TCRγδ+ large granular lymphocyte leukemias reflect the spectrum of normal antigen-selected TCRγδ+ T-cells

Abstract

T-cell large granular lymphocytes (LGL) proliferations range from reactive expansions of activated T cells to T-cell leukemias and show variable clinical presentation and disease course. The vast majority of T-LGL proliferations express TCRαβ. Much less is known about the characteristics and pathogenesis of TCRγδ⁺ cases. We evaluated 44 patients with clonal TCRγδ⁺ T-LGL proliferations with respect to clinical data, immunophenotype and TCR gene rearrangement pattern. TCRγδ⁺ T-LGL leukemia patients had similar clinical presentations as TCRαβ⁺ T-LGL leukemia patients. Their course was indolent and 61% of patients were symptomatic. The most common clinical manifestations were chronic cytopenias – neutropenia (48%), anemia (23%), thrombocytopenia (9%), pancytopenia (2%) – and to a lesser extent splenomegaly (18%). Also multiple associated autoimmune (34%) and hematological (14%) disorders were found. Leukemic LGLs were predominantly positive for CD2, CD5, CD7, CD8, and CD57, whereas variable expression was seen for CD16, CD56, CD11b, and CD11c.
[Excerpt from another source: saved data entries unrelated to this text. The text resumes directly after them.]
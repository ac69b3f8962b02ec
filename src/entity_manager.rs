// Copyright 2024 Saptak Santra
//
// Licensed under the Apache License, Version 2.0 (the "License");
// you may not use this file except in compliance with the License.
// You may obtain a copy of the License at
//
//     http://www.apache.org/licenses/LICENSE-2.0
//
// Unless required by applicable law or agreed to in writing, software
// distributed under the License is distributed on an "AS IS" BASIS,
// WITHOUT WARRANTIES OR CONDITIONS OF ANY KIND, either express or implied.
// See the License for the specific language governing permissions and
// limitations under the License.

//! Entity manager: entity allocation, component containers, soft delete and
//! restore, duplication and whole-manager cloning.

use std::sync::Arc;

use rustc_hash::FxHashMap;

#[cfg(feature = "profiling")]
use tracing::info_span;

use crate::bitmask::Bitmask;
use crate::component::{Component, ComponentId, SharedComponentManager};
use crate::container::{ComponentContainer, ErasedContainer};
use crate::entity::Entity;
use crate::error::{EcsError, Result};

/// Live container for one component kind and its delete buffer.
///
/// Both are created together, so every live container always has a matching
/// (possibly empty) delete buffer.
struct ContainerSlot {
    live: Box<dyn ErasedContainer>,
    deleted: Box<dyn ErasedContainer>,
}

impl ContainerSlot {
    fn new<T: Component>(id: ComponentId) -> Self {
        let live: Box<dyn ErasedContainer> = Box::new(ComponentContainer::<T>::new(id));
        let deleted = live.clone_empty();
        Self { live, deleted }
    }

    fn empty_like(&self) -> Self {
        Self {
            live: self.live.clone_empty(),
            deleted: self.deleted.clone_empty(),
        }
    }
}

pub struct EntityManager {
    components: SharedComponentManager,

    /// Next entity index. Indices are never reused until `clear_self`.
    entity_counter: u32,

    /// Bumped by `clear_self` to invalidate outstanding handles
    epoch: u32,

    /// Indexed by component ID
    slots: Vec<Option<ContainerSlot>>,

    /// Indexed by entity index; always `entity_counter` long
    destroy_flags: Vec<bool>,

    /// Masks of entities that are not destroyed
    masks: FxHashMap<u32, Bitmask>,
}

impl EntityManager {
    pub fn new(components: SharedComponentManager) -> Self {
        Self::with_capacity(components, 0)
    }

    pub fn with_capacity(components: SharedComponentManager, capacity: usize) -> Self {
        Self {
            components,
            entity_counter: 0,
            epoch: 0,
            slots: Vec::new(),
            destroy_flags: Vec::with_capacity(capacity),
            masks: FxHashMap::with_capacity_and_hasher(capacity, Default::default()),
        }
    }

    pub fn component_manager(&self) -> &SharedComponentManager {
        &self.components
    }

    pub fn epoch(&self) -> u32 {
        self.epoch
    }

    /// Allocate the next entity index.
    ///
    /// # Panics
    /// Panics if the index space is exhausted.
    pub fn create_entity(&mut self) -> Entity {
        if self.entity_counter == u32::MAX {
            panic!("Entity index exhaustion: {:#x} entities allocated", self.entity_counter);
        }

        let index = self.entity_counter;
        self.entity_counter += 1;
        self.destroy_flags.push(false);
        self.masks.insert(index, Bitmask::new());

        tracing::debug!(entity = index, "created entity");
        Entity::new(index, self.epoch)
    }

    /// Handle for an index issued by this manager in the current epoch.
    pub fn entity_at(&self, index: u32) -> Entity {
        Entity::new(index, self.epoch)
    }

    /// Check that `entity` was issued by this manager and is not stale.
    pub fn validate(&self, entity: Entity) -> Result<u32> {
        if entity.is_null() {
            return Err(EcsError::NullEntity);
        }
        if entity.epoch() != self.epoch {
            return Err(EcsError::StaleEntity {
                index: entity.index(),
                epoch: entity.epoch(),
                current: self.epoch,
            });
        }
        if entity.index() >= self.entity_counter {
            return Err(EcsError::EntityNotFound(entity.index()));
        }
        Ok(entity.index())
    }

    fn validate_live(&self, entity: Entity) -> Result<u32> {
        let index = self.validate(entity)?;
        if self.destroy_flags[index as usize] {
            return Err(EcsError::EntityNotFound(index));
        }
        Ok(index)
    }

    /// True if the handle is valid and the entity has not been removed.
    pub fn is_alive(&self, entity: Entity) -> bool {
        self.validate_live(entity).is_ok()
    }

    pub fn is_destroyed(&self, entity: Entity) -> bool {
        match self.validate(entity) {
            Ok(index) => self.destroy_flags[index as usize],
            Err(_) => false,
        }
    }

    /// Current mask of a live entity.
    pub fn component_mask(&self, entity: Entity) -> Option<Bitmask> {
        let index = self.validate_live(entity).ok()?;
        self.masks.get(&index).copied()
    }

    fn slot_mut<T: Component>(&mut self, id: ComponentId) -> &mut ContainerSlot {
        let idx = id.index();
        if idx >= self.slots.len() {
            self.slots.resize_with(idx + 1, || None);
        }
        self.slots[idx].get_or_insert_with(|| ContainerSlot::new::<T>(id))
    }

    /// Typed view of the live container for `T`.
    pub fn container<T: Component>(&self) -> Option<&ComponentContainer<T>> {
        let id = self.components.read().lookup::<T>()?;
        self.slots
            .get(id.index())?
            .as_ref()?
            .live
            .as_any()
            .downcast_ref::<ComponentContainer<T>>()
    }

    pub fn container_mut<T: Component>(&mut self) -> Option<&mut ComponentContainer<T>> {
        let id = self.components.read().lookup::<T>()?;
        self.slots
            .get_mut(id.index())?
            .as_mut()?
            .live
            .as_any_mut()
            .downcast_mut::<ComponentContainer<T>>()
    }

    /// Live containers in component ID order.
    pub fn containers(&self) -> impl Iterator<Item = &dyn ErasedContainer> {
        self.slots.iter().flatten().map(|slot| slot.live.as_ref())
    }

    /// Delete buffers in component ID order.
    pub fn deleted_containers(&self) -> impl Iterator<Item = &dyn ErasedContainer> {
        self.slots.iter().flatten().map(|slot| slot.deleted.as_ref())
    }

    /// Attach (or overwrite) a component and set its mask bit.
    pub fn add_component<T: Component>(&mut self, entity: Entity, component: T) -> Result<ComponentId> {
        let index = self.validate_live(entity)?;
        let id = self.components.write().id::<T>()?;

        let slot = self.slot_mut::<T>(id);
        let found = slot.live.type_name();
        let container = slot
            .live
            .as_any_mut()
            .downcast_mut::<ComponentContainer<T>>()
            .ok_or(EcsError::TypeMismatch {
                expected: std::any::type_name::<T>(),
                found,
            })?;
        container.insert(index, component);

        self.masks.entry(index).or_default().turn_on_bit(id.index())?;
        Ok(id)
    }

    pub fn get_component<T: Component>(&self, entity: Entity) -> Result<&T> {
        let index = self.validate_live(entity)?;
        self.container::<T>()
            .and_then(|container| container.get(index))
            .ok_or(EcsError::ComponentMissing(std::any::type_name::<T>()))
    }

    pub fn get_component_mut<T: Component>(&mut self, entity: Entity) -> Result<&mut T> {
        let index = self.validate_live(entity)?;
        self.container_mut::<T>()
            .and_then(|container| container.get_mut(index))
            .ok_or(EcsError::ComponentMissing(std::any::type_name::<T>()))
    }

    pub fn has_component<T: Component>(&self, entity: Entity) -> bool {
        match self.validate_live(entity) {
            Ok(index) => self
                .container::<T>()
                .is_some_and(|container| container.contains(index)),
            Err(_) => false,
        }
    }

    /// Remove a component and clear its bit. Returns false if it was absent.
    pub fn remove_component<T: Component>(&mut self, entity: Entity) -> Result<bool> {
        let index = self.validate_live(entity)?;
        let Some(id) = self.components.read().lookup::<T>() else {
            return Ok(false);
        };

        let removed = match self.slots.get_mut(id.index()).and_then(Option::as_mut) {
            Some(slot) => slot.live.remove_entity(index),
            None => false,
        };
        if removed {
            if let Some(mask) = self.masks.get_mut(&index) {
                mask.clear_bit(id.index())?;
            }
        }
        Ok(removed)
    }

    /// Soft delete: move every component of `entity` into the delete buffers
    /// and flag it destroyed. Removing an already destroyed entity is a no-op.
    pub fn remove_entity(&mut self, entity: Entity) -> Result<()> {
        let index = self.validate(entity)?;
        if self.destroy_flags[index as usize] {
            return Ok(());
        }

        let mask = self.masks.remove(&index).unwrap_or_default();
        for bit in mask.ones() {
            let Some(ContainerSlot { live, deleted }) =
                self.slots.get_mut(bit).and_then(Option::as_mut)
            else {
                continue;
            };
            if !live.has_entity(index) {
                continue;
            }
            if let Err(err) = live.transfer_to(&mut **deleted, index) {
                tracing::warn!(entity = index, component = live.type_name(), %err, "failed to stage component for delete; dropping it");
                live.remove_entity(index);
            }
        }

        self.destroy_flags[index as usize] = true;
        tracing::debug!(entity = index, components = mask.count(), "removed entity");
        Ok(())
    }

    /// Move every staged component of `entity` back into the live containers
    /// and clear its destroy flag.
    ///
    /// Fails with `EntityNotFound` if the index is beyond the destroy-flag
    /// table, or `StaleEntity` if the manager was cleared since.
    pub fn restore_entity(&mut self, entity: Entity) -> Result<()> {
        let index = self.validate(entity)?;
        let mut mask = self.masks.get(&index).copied().unwrap_or_default();

        for ContainerSlot { live, deleted } in self.slots.iter_mut().flatten() {
            if !deleted.has_entity(index) {
                continue;
            }
            match deleted.transfer_to(&mut **live, index) {
                Ok(()) => mask.turn_on_bit(live.component_id().index())?,
                Err(err) => {
                    tracing::warn!(entity = index, component = deleted.type_name(), %err, "failed to restore component");
                    deleted.remove_entity(index);
                }
            }
        }

        self.masks.insert(index, mask);
        self.destroy_flags[index as usize] = false;
        tracing::debug!(entity = index, components = mask.count(), "restored entity");
        Ok(())
    }

    /// New entity carrying copies of every component of `source`.
    pub fn duplicate_entity(&mut self, source: Entity) -> Result<Entity> {
        let src = self.validate_live(source)?;
        let mask = self.masks.get(&src).copied().unwrap_or_default();

        let entity = self.create_entity();
        let dst = entity.index();
        for slot in self.slots.iter_mut().flatten() {
            if slot.live.has_entity(src) {
                slot.live.duplicate(src, dst);
            }
        }
        self.masks.entry(dst).or_default().turn_on_bits(&mask);

        tracing::debug!(source = src, entity = dst, "duplicated entity");
        Ok(entity)
    }

    /// Replace the contents of `target` with a copy of this manager.
    ///
    /// Entity indices and the epoch carry over so handles stay meaningful
    /// across the copy. Destroyed entities are not copied: their indices stay
    /// allocated and flagged destroyed in `target`, with nothing to restore.
    pub fn clone_self(&self, target: &mut EntityManager) -> Result<()> {
        if !Arc::ptr_eq(&self.components, &target.components) {
            return Err(EcsError::RegistryMismatch);
        }

        #[cfg(feature = "profiling")]
        let span = info_span!("entity_manager.clone_self", entities = self.entity_counter);
        #[cfg(feature = "profiling")]
        let _span_guard = span.enter();

        target.slots.clear();
        target.slots.resize_with(self.slots.len(), || None);
        target.entity_counter = self.entity_counter;
        target.epoch = self.epoch;
        target.destroy_flags.clone_from(&self.destroy_flags);
        target.masks.clear();

        let mut skipped = 0usize;
        for (id, slot) in self.slots.iter().enumerate() {
            let Some(slot) = slot else { continue };
            let target_slot = target.slots[id].get_or_insert_with(|| slot.empty_like());

            for index in slot.live.entity_indices() {
                if self.destroy_flags[index as usize] {
                    continue;
                }
                if let Err(err) = slot.live.clone_to(&mut *target_slot.live, index) {
                    skipped += 1;
                    tracing::warn!(entity = index, component = slot.live.type_name(), %err, "component not cloned");
                }
            }
        }

        for (&index, mask) in &self.masks {
            if !self.destroy_flags[index as usize] {
                target.masks.insert(index, *mask);
            }
        }

        tracing::debug!(
            entities = target.masks.len(),
            skipped,
            "cloned entity manager"
        );
        Ok(())
    }

    /// Reset for reuse: counter back to zero, containers, flags and masks
    /// wiped. Outstanding handles become stale.
    pub fn clear_self(&mut self) {
        for slot in self.slots.iter_mut().flatten() {
            slot.live.clear();
            slot.deleted.clear();
        }
        self.entity_counter = 0;
        self.epoch = self.epoch.wrapping_add(1);
        self.destroy_flags.clear();
        self.masks.clear();
        tracing::debug!(epoch = self.epoch, "cleared entity manager");
    }

    /// Entities that are allocated and not destroyed, in index order.
    pub fn live_entities(&self) -> impl Iterator<Item = Entity> + '_ {
        let epoch = self.epoch;
        (0..self.entity_counter)
            .filter(move |&index| !self.destroy_flags[index as usize])
            .map(move |index| Entity::new(index, epoch))
    }

    pub fn entity_count(&self) -> usize {
        self.masks.len()
    }

    /// Total indices allocated, destroyed ones included.
    pub fn allocated_count(&self) -> u32 {
        self.entity_counter
    }

    /// Type names of the components `entity` carries (debugging aid).
    pub fn component_names(&self, entity: Entity) -> Vec<&'static str> {
        let Some(mask) = self.component_mask(entity) else {
            return Vec::new();
        };
        mask.ones()
            .filter_map(|bit| self.slots.get(bit).and_then(Option::as_ref))
            .map(|slot| slot.live.type_name())
            .collect()
    }
}

impl std::fmt::Debug for EntityManager {
    fn fmt(&self, f: &mut std::fmt::Formatter<'_>) -> std::fmt::Result {
        f.debug_struct("EntityManager")
            .field("entity_counter", &self.entity_counter)
            .field("epoch", &self.epoch)
            .field("live", &self.masks.len())
            .field("containers", &self.slots.iter().flatten().count())
            .finish()
    }
}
The Vγ9/Vδ2 immunophenotype was found in 48% of cases and 43% of cases was positive for Vδ1, reflecting the TCR-spectrum of normal TCRγδ⁺ T-cells in adult PB. Identification of the well-defined post-thymic Vδ2-Jδ1 selection determinant in all evaluable Vγ9⁺/Vδ2⁺ patients, is suggestive of common (super)antigen involvement in the pathogenesis of these TCRγδ⁺ T-LGL leukemia patients.